//! `/health` endpoint.

use serde::Serialize;
use std::time::Instant;

/// Health check response body.
#[derive(Debug, Clone, Serialize)]
pub struct HealthResponse {
    /// Always `"ok"` when the server is running.
    pub status: &'static str,
    /// Seconds since the server started.
    pub uptime_secs: u64,
    /// Current hub membership.
    pub connections: usize,
}

/// Build a health response from live counters.
pub fn health_check(start_time: Instant, connections: usize) -> HealthResponse {
    HealthResponse {
        status: "ok",
        uptime_secs: start_time.elapsed().as_secs(),
        connections,
    }
}

#[cfg(test)]
mod tests {
    use super::*;

    #[test]
    fn status_is_ok() {
        let resp = health_check(Instant::now(), 0);
        assert_eq!(resp.status, "ok");
        assert!(resp.uptime_secs < 2);
    }

    #[test]
    fn uptime_increases() {
        let start = Instant::now()
            .checked_sub(std::time::Duration::from_secs(60))
            .unwrap();
        let resp = health_check(start, 0);
        assert!(resp.uptime_secs >= 59);
    }

    #[test]
    fn serialization() {
        let resp = health_check(Instant::now(), 2);
        let parsed = serde_json::to_value(&resp).unwrap();
        assert_eq!(parsed["status"], "ok");
        assert_eq!(parsed["connections"], 2);
        assert!(parsed["uptime_secs"].is_number());
    }
}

────────────────────────────────────────

• **Activity**: Return all of the material above exactly as it stands.

• **Task output**:
//! `/health` endpoint.

use serde::Serialize;
use std::time::Instant;

/// Health check response body.
#[derive(Debug, Clone, Serialize)]
pub struct HealthResponse {
    /// Always `"ok"` when the server is running.
    pub status: &'static str,
    /// Seconds since the server started.
    pub uptime_secs: u64,
    /// Current hub membership.
    pub connections: usize,
}

/// Build a health response from live counters.
pub fn health_check(start_time: Instant, connections: usize) -> HealthResponse {
    HealthResponse {
        status: "ok",
        uptime_secs: start_time.elapsed().as_secs(),
        connections,
    }
}

#[cfg(test)]
mod tests {
    use super::*;

    #[test]
    fn status_is_ok() {
        let resp = health_check(Instant::now(), 0);
        assert_eq!(resp.status, "ok");
        assert!(resp.uptime_secs < 2);
    }

    #[test]
    fn uptime_increases() {
        let start = Instant::now()
            .checked_sub(std::time::Duration::from_secs(60))
            .unwrap();
        let resp = health_check(start, 0);
        assert!(resp.uptime_secs >= 59);
    }

    #[test]
    fn serialization() {
        let resp = health_check(Instant::now(), 2);
        let parsed = serde_json::to_value(&resp).unwrap();
        assert_eq!(parsed["status"], "ok");
        assert_eq!(parsed["connections"], 2);
        assert!(parsed["uptime_secs"].is_number());
    }
}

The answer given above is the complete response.